Srebrenica come memoria per l’Europa

Sono passati 20 anni dalla strage di 8 mila musulmani da parte dei serbo-bosniaci del generale Mladic
Srebrenica

Già 20 anni. Sembra ieri quando i Balcani si infiammarono per le irrisolte questioni nel puzzle etnico più complicato d'Europa. La Bosnia esplose nel conflitto tra serbo-bosniaci-ortodossi, croati-bosniaco-cattolici e bosniaci-musulmani. Mille sarebbero le battaglie da ricordare, ma una su tutte resta nella memoria perché non è stata una battaglia tra due eserciti ma tra le milizie serbo-bosniache comandate da Mladic e ispirate da Karadzic e una popolazione inerme, musulmana. Pulizia etnica. Genocidio. 

 

Visitando alcuni anni fa Srebrenica, più che dal sacrario ero rimasto impressionato dalla interminabile fila di villette nella valle che conduce al paese: quelle perfettamente funzionanti si alternavano con quelle scarnificate, disossate direi, private di tutto ad opera dei vicini. La pulizia etnica aveva ingenerato la mostruosità di un popolo,  che fino allora aveva vissuto relativamente in pace musulmani accanto a cristiani, trasformatosi in un Caino e in un Abele moltiplicato per mille.
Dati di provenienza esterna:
//! RealTrust - Booking-assistance backend for the ApArt Hotel site
//!
//! Serves the function endpoints the frontend calls for captcha checks,
//! reviews, push delivery, email, discounts and client bootstrap.

use anyhow::Result;
use clap::Parser;
use realtrust::config::Config;
use realtrust::functions::{self, AppState};
use tokio::net::TcpListener;
use tokio::signal;
use tracing::{info, Level};
use tracing_subscriber::FmtSubscriber;

#[derive(Parser, Debug)]
#[command(author, version, about, long_about = None)]
struct Args {
    /// Enable verbose logging
    #[arg(short, long)]
    verbose: bool,

    /// Listen port (overrides config)
    #[arg(short, long)]
    port: Option<u16>,

    /// Explicit config file path
    #[arg(long)]
    config: Option<std::path::PathBuf>,
}

#[tokio::main]
async fn main() -> Result<()> {
    let args = Args::parse();

    // Setup logging
    let level = if args.verbose { Level::DEBUG } else { Level::INFO };
    let subscriber = FmtSubscriber::builder().with_max_level(level).finish();
    tracing::subscriber::set_global_default(subscriber)?;

    info!("🏨 RealTrust v{} starting...", env!("CARGO_PKG_VERSION"));

    let config = match &args.config {
        Some(path) => Config::load_from(path)?,
        None => Config::load()?,
    };
    let port = args.port.unwrap_or(config.port);

    let state = AppState::new(config);
    let app = functions::router(state);

    let address = format!("0.0.0.0:{port}");
    let listener = TcpListener::bind(&address).await?;
    info!("✅ Function endpoints ready on {}", address);

    axum::serve(listener, app)
        .with_graceful_shutdown(shutdown_signal())
        .await?;

    info!("👋 RealTrust stopped");
    Ok(())
}

async fn shutdown_signal() {
    let ctrl_c = async {
        signal::ctrl_c().await.expect("Ctrl+C handler");
        info!("Received Ctrl+C, shutting down");
    };

    #[cfg(unix)]
    let terminate = async {
        signal::unix::signal(signal::unix::SignalKind::terminate())
            .expect("signal handler")
            .recv()
            .await;
        info!("Received terminate signal, shutting down");
    };

    #[cfg(not(unix))]
    let terminate = std::future::pending::<()>();

    tokio::select! {
        _ = ctrl_c => {},
        _ = terminate => {},
    }
}
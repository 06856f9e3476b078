//! Background calculator worker
//!
//! Runs the investment calculators off the request path so interactive
//! slider input never waits on them. Jobs are correlated by kind; when
//! several jobs of the same kind pile up before the worker gets to them,
//! only the newest is computed and the superseded submissions resolve as
//! cancelled (last write wins per kind, by contract).

use std::collections::HashMap;

use tokio::sync::{mpsc, oneshot};
use tokio::task::JoinHandle;
use tracing::debug;

use crate::calc::{
    annual_yield, monthly_profit, ProfitBreakdown, ProfitInputs, YieldBreakdown, YieldInputs,
};

/// A calculation request
#[derive(Debug, Clone)]
pub enum CalcJob {
    Yield(YieldInputs),
    Profit(ProfitInputs),
}

/// Tag used to correlate jobs of the same type
#[derive(Debug, Clone, Copy, PartialEq, Eq, Hash)]
pub enum CalcKind {
    Yield,
    Profit,
}

/// A calculation result
#[derive(Debug, Clone, PartialEq)]
pub enum CalcReply {
    Yield(YieldBreakdown),
    Profit(ProfitBreakdown),
}

impl CalcJob {
    pub fn kind(&self) -> CalcKind {
        match self {
            CalcJob::Yield(_) => CalcKind::Yield,
            CalcJob::Profit(_) => CalcKind::Profit,
        }
    }
}

type Submission = (CalcJob, oneshot::Sender<CalcReply>);

/// Handle to a spawned calculator worker
///
/// One worker per mounting UI unit; dropping the handle closes the channel
/// and the task winds down on its own.
pub struct CalcWorker {
    tx: mpsc::UnboundedSender<Submission>,
    handle: JoinHandle<()>,
}

impl CalcWorker {
    /// Spawn the worker task
    pub fn spawn() -> Self {
        let (tx, rx) = mpsc::unbounded_channel();
        let handle = tokio::spawn(run(rx));
        Self { tx, handle }
    }

    /// Submit a job, fire-and-forget
    ///
    /// The returned receiver resolves with the reply, or errors if the
    /// submission was superseded by a newer job of the same kind (or the
    /// worker is gone).
    pub fn submit(&self, job: CalcJob) -> oneshot::Receiver<CalcReply> {
        let (reply_tx, reply_rx) = oneshot::channel();
        if self.tx.send((job, reply_tx)).is_err() {
            debug!("calc worker gone, dropping job");
        }
        reply_rx
    }

    /// Drop the submit side and wait for the task to finish
    pub async fn shutdown(self) {
        let Self { tx, handle } = self;
        drop(tx);
        let _ = handle.await;
    }
}

async fn run(mut rx: mpsc::UnboundedReceiver<Submission>) {
    while let Some(first) = rx.recv().await {
        for (job, reply_tx) in take_latest(first, &mut rx) {
            let reply = compute(job);
            // Receiver may have hung up; that's fine
            let _ = reply_tx.send(reply);
        }
    }
    debug!("calc worker stopped");
}

/// Drain the backlog, keeping only the newest submission per kind.
/// Superseded senders are dropped here, which cancels their receivers.
fn take_latest(first: Submission, rx: &mut mpsc::UnboundedReceiver<Submission>) -> Vec<Submission> {
    let mut latest: HashMap<CalcKind, Submission> = HashMap::new();
    let mut order: Vec<CalcKind> = Vec::new();

    let mut insert = |sub: Submission, order: &mut Vec<CalcKind>| {
        let kind = sub.0.kind();
        if latest.insert(kind, sub).is_some() {
            debug!("superseding pending {:?} job", kind);
        } else {
            order.push(kind);
        }
    };

    insert(first, &mut order);
    while let Ok(sub) = rx.try_recv() {
        insert(sub, &mut order);
    }

    order
        .into_iter()
        .filter_map(|kind| latest.remove(&kind))
        .collect()
}

fn compute(job: CalcJob) -> CalcReply {
    match job {
        CalcJob::Yield(inputs) => CalcReply::Yield(annual_yield(&inputs)),
        CalcJob::Profit(inputs) => CalcReply::Profit(monthly_profit(&inputs)),
    }
}

#[cfg(test)]
mod tests {
    use super::*;

    fn yield_job(nightly_rate: f64) -> CalcJob {
        CalcJob::Yield(YieldInputs {
            purchase_price: 100_000.0,
            nightly_rate,
            occupancy: 0.7,
            management_fee: 0.2,
            monthly_costs: 150.0,
        })
    }

    fn profit_job() -> CalcJob {
        CalcJob::Profit(ProfitInputs {
            area_sqm: 50.0,
            rate_per_sqm: 1.2,
            occupancy: 0.8,
            management_fee: 0.25,
            monthly_costs: 200.0,
        })
    }

    #[tokio::test]
    async fn test_submit_resolves() {
        let worker = CalcWorker::spawn();
        let reply = worker.submit(yield_job(60.0)).await.expect("reply");
        match reply {
            CalcReply::Yield(breakdown) => assert!(breakdown.yield_pct > 0.0),
            other => panic!("unexpected reply: {other:?}"),
        }
        worker.shutdown().await;
    }

    #[tokio::test]
    async fn test_same_kind_backlog_is_last_write_wins() {
        // Current-thread runtime: the worker cannot run between these two
        // synchronous sends, so both land in the backlog together.
        let worker = CalcWorker::spawn();
        let stale = worker.submit(yield_job(10.0));
        let fresh = worker.submit(yield_job(60.0));

        assert!(stale.await.is_err(), "superseded job must cancel");
        match fresh.await.expect("fresh reply") {
            CalcReply::Yield(breakdown) => {
                assert!((breakdown.gross_annual - 15_330.0).abs() < 1e-6);
            }
            other => panic!("unexpected reply: {other:?}"),
        }
        worker.shutdown().await;
    }

    #[tokio::test]
    async fn test_different_kinds_do_not_supersede() {
        let worker = CalcWorker::spawn();
        let y = worker.submit(yield_job(60.0));
        let p = worker.submit(profit_job());

        assert!(matches!(y.await, Ok(CalcReply::Yield(_))));
        assert!(matches!(p.await, Ok(CalcReply::Profit(_))));
        worker.shutdown().await;
    }
}
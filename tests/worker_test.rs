use realtrust::calc::{ProfitInputs, YieldInputs};
use realtrust::worker::{CalcJob, CalcReply, CalcWorker};

fn yield_job(nightly_rate: f64) -> CalcJob {
    CalcJob::Yield(YieldInputs {
        purchase_price: 120_000.0,
        nightly_rate,
        occupancy: 0.65,
        management_fee: 0.2,
        monthly_costs: 180.0,
    })
}

fn profit_job(area_sqm: f64) -> CalcJob {
    CalcJob::Profit(ProfitInputs {
        area_sqm,
        rate_per_sqm: 1.1,
        occupancy: 0.75,
        management_fee: 0.25,
        monthly_costs: 220.0,
    })
}

/// Simulates a slider being dragged: a burst of same-kind jobs lands before
/// the worker runs; only the final position gets an answer.
#[tokio::test]
async fn test_slider_burst_keeps_only_last_value() {
    let worker = CalcWorker::spawn();

    // Current-thread test runtime: the worker task cannot interleave with
    // these synchronous sends, so all five queue up together.
    let receivers: Vec<_> = [40.0, 45.0, 50.0, 55.0, 60.0]
        .into_iter()
        .map(|rate| worker.submit(yield_job(rate)))
        .collect();

    let mut replies = Vec::new();
    for rx in receivers {
        replies.push(rx.await);
    }

    // Exactly one reply, and it is the last one
    let delivered: Vec<_> = replies.iter().filter(|r| r.is_ok()).collect();
    assert_eq!(delivered.len(), 1);
    assert!(replies[..4].iter().all(|r| r.is_err()));
    match replies[4].as_ref().expect("last submit answers") {
        CalcReply::Yield(breakdown) => {
            // 60 * 365 * 0.65
            assert!((breakdown.gross_annual - 14_235.0).abs() < 1e-6);
        }
        other => panic!("unexpected reply: {other:?}"),
    }

    worker.shutdown().await;
}

/// Different request tags never cancel each other.
#[tokio::test]
async fn test_mixed_kinds_all_answer() {
    let worker = CalcWorker::spawn();

    let y = worker.submit(yield_job(60.0));
    let p = worker.submit(profit_job(48.0));

    assert!(matches!(y.await, Ok(CalcReply::Yield(_))));
    assert!(matches!(p.await, Ok(CalcReply::Profit(_))));

    worker.shutdown().await;
}

/// Sequential submits (each awaited) all resolve; last-write-wins only
/// applies to a backlog.
#[tokio::test]
async fn test_sequential_submits_all_resolve() {
    let worker = CalcWorker::spawn();

    for rate in [40.0, 50.0, 60.0] {
        let reply = worker.submit(yield_job(rate)).await.expect("reply");
        assert!(matches!(reply, CalcReply::Yield(_)));
    }

    worker.shutdown().await;
}

/// A job submitted right before teardown still answers; the worker drains
/// its queue before exiting.
#[tokio::test]
async fn test_pending_job_survives_teardown() {
    let worker = CalcWorker::spawn();
    let pending = worker.submit(profit_job(48.0));
    worker.shutdown().await;

    assert!(matches!(pending.await, Ok(CalcReply::Profit(_))));
}
//! 设备对象

use crate::object::{
    ObjectDescriptor, ObjectId, ObjectType, PropertyError, PropertyId, PropertyValue,
    ReadPropertyRequest, WritePropertyRequest,
};

pub const MAX_APDU_LENGTH: u32 = 1476;
pub const PROTOCOL_VERSION: u32 = 1;
pub const PROTOCOL_REVISION: u32 = 14;
/// segmentation-supported = no-segmentation
pub const SEGMENTATION_NONE: u32 = 3;
/// system-status = operational
const SYSTEM_STATUS_OPERATIONAL: u32 = 0;

/// 设备对象的静态描述
#[derive(Debug, Clone)]
pub struct DeviceInfo {
    pub instance: u32,
    pub name: String,
    pub vendor_id: u16,
    pub vendor_name: String,
    pub model_name: String,
    pub firmware_revision: String,
    pub application_software_version: String,
}

impl DeviceInfo {
    pub fn new(instance: u32, name: impl Into<String>, vendor_id: u16) -> Self {
        Self {
            instance,
            name: name.into(),
            vendor_id,
            vendor_name: "gw-bridge".to_string(),
            model_name: "Modbus TCP to BACnet/IP gateway".to_string(),
            firmware_revision: env!("CARGO_PKG_VERSION").to_string(),
            application_software_version: env!("CARGO_PKG_VERSION").to_string(),
        }
    }

    pub fn object_id(&self) -> ObjectId {
        ObjectId::new(ObjectType::Device, self.instance)
    }
}

/// 本设备（唯一实例）
pub struct DeviceObject {
    info: DeviceInfo,
    object_list: Vec<ObjectId>,
}

impl DeviceObject {
    /// `objects` 为设备之外的全部对象，object-list 以设备自身开头
    pub fn new(info: DeviceInfo, objects: Vec<ObjectId>) -> Self {
        let mut object_list = Vec::with_capacity(objects.len() + 1);
        object_list.push(info.object_id());
        object_list.extend(objects);
        Self { info, object_list }
    }

    pub fn info(&self) -> &DeviceInfo {
        &self.info
    }

    fn read_object_list(&self, array_index: Option<u32>) -> Result<PropertyValue, PropertyError> {
        match array_index {
            None => Ok(PropertyValue::List(
                self.object_list
                    .iter()
                    .copied()
                    .map(PropertyValue::ObjectId)
                    .collect(),
            )),
            Some(0) => Ok(PropertyValue::Unsigned(self.object_list.len() as u32)),
            Some(index) => self
                .object_list
                .get(index as usize - 1)
                .copied()
                .map(PropertyValue::ObjectId)
                .ok_or_else(PropertyError::invalid_array_index),
        }
    }
}

impl ObjectDescriptor for DeviceObject {
    fn object_type(&self) -> ObjectType {
        ObjectType::Device
    }

    fn count(&self) -> usize {
        1
    }

    fn index_to_instance(&self, index: usize) -> Option<u32> {
        (index == 0).then_some(self.info.instance)
    }

    fn instance_to_index(&self, instance: u32) -> Option<usize> {
        (instance == self.info.instance).then_some(0)
    }

    fn object_name(&self, instance: u32) -> Option<String> {
        (instance == self.info.instance).then(|| self.info.name.clone())
    }

    fn read_property(
        &mut self,
        request: &ReadPropertyRequest,
    ) -> Result<PropertyValue, PropertyError> {
        let property = request.property;
        if property == PropertyId::OBJECT_LIST {
            return self.read_object_list(request.array_index);
        }
        if request.array_index.is_some() {
            return Err(PropertyError::not_an_array());
        }

        let info = &self.info;
        let value = match property {
            PropertyId::OBJECT_IDENTIFIER => PropertyValue::ObjectId(info.object_id()),
            PropertyId::OBJECT_NAME => PropertyValue::CharacterString(info.name.clone()),
            PropertyId::OBJECT_TYPE => {
                PropertyValue::Enumerated(u32::from(ObjectType::Device.code()))
            }
            PropertyId::SYSTEM_STATUS => PropertyValue::Enumerated(SYSTEM_STATUS_OPERATIONAL),
            PropertyId::VENDOR_NAME => PropertyValue::CharacterString(info.vendor_name.clone()),
            PropertyId::VENDOR_IDENTIFIER => PropertyValue::Unsigned(u32::from(info.vendor_id)),
            PropertyId::MODEL_NAME => PropertyValue::CharacterString(info.model_name.clone()),
            PropertyId::FIRMWARE_REVISION => {
                PropertyValue::CharacterString(info.firmware_revision.clone())
            }
            PropertyId::APPLICATION_SOFTWARE_VERSION => {
                PropertyValue::CharacterString(info.application_software_version.clone())
            }
            PropertyId::PROTOCOL_VERSION => PropertyValue::Unsigned(PROTOCOL_VERSION),
            PropertyId::PROTOCOL_REVISION => PropertyValue::Unsigned(PROTOCOL_REVISION),
            PropertyId::MAX_APDU_LENGTH_ACCEPTED => PropertyValue::Unsigned(MAX_APDU_LENGTH),
            PropertyId::SEGMENTATION_SUPPORTED => PropertyValue::Enumerated(SEGMENTATION_NONE),
            _ => return Err(PropertyError::unknown_property()),
        };
        Ok(value)
    }

    fn write_property(&mut self, _request: &WritePropertyRequest) -> Result<(), PropertyError> {
        Err(PropertyError::write_access_denied())
    }
}
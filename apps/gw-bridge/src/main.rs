//! Modbus TCP → BACnet/IP 值缓存网关进程。

mod gateway;
mod read_consumer;

use gateway::Gateway;
use gw_config::GatewayConfig;
use gw_protocol::{ModbusFunctionCode, ModbusTcpConfig, ModbusTcpConnector};
use gw_telemetry::{init_tracing, metrics};
use std::sync::Arc;
use tracing::info;

#[tokio::main]
async fn main() -> Result<(), Box<dyn std::error::Error>> {
    // 加载本地 .env（如存在），便于直接 cargo run 启动
    dotenvy::dotenv().ok();
    // 从环境变量加载运行配置
    let config = GatewayConfig::from_env()?;
    // 初始化结构化日志
    init_tracing();

    // Modbus TCP 采集源
    let connector = ModbusTcpConnector::new(ModbusTcpConfig {
        host: config.modbus_host.clone(),
        port: config.modbus_port,
        unit_id: config.modbus_unit_id,
        function_code: ModbusFunctionCode::try_from(config.modbus_function_code)?,
        connect_timeout_ms: config.connect_timeout_ms,
        read_timeout_ms: config.read_timeout_ms,
    });

    let gateway = Gateway::start(&config, Arc::new(connector)).await?;

    info!(target: "gw.bridge", local = %gateway.local_addr(), "waiting_for_shutdown_signal");
    tokio::signal::ctrl_c().await?;
    info!(target: "gw.bridge", "shutdown_requested");

    let report = gateway.shutdown().await;
    info!(
        target: "gw.bridge",
        drained_channels = report.drained_channels,
        discarded_readings = report.discarded_readings,
        metrics = %metrics().snapshot().to_json(),
        "gateway_metrics"
    );
    Ok(())
}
Una tragedia da cui a fatica i decenni permetteranno di risollevarsi. 8 mila furono gli uomini e le donne, quasi tutti maschi in realtà, uccisi nei boschi attorno a Srebrenica. 

 

La tragedia era stata aggravata e ingigantita dalla vergogna dei caschi blu olandesi che avevano consegnato per convenienza ed ignavia la città a Ratko Mladic, consentendogli di operare a suo piacimento. La memoria deve restare. Il nazismo non ha cancellato nei popoli europei la potenzialità dell'abominio genocida. Siamo capaci di pace duratura ma non siamo innocenti. Non siamo purificati, noi europei. La vigilanza deve continuare.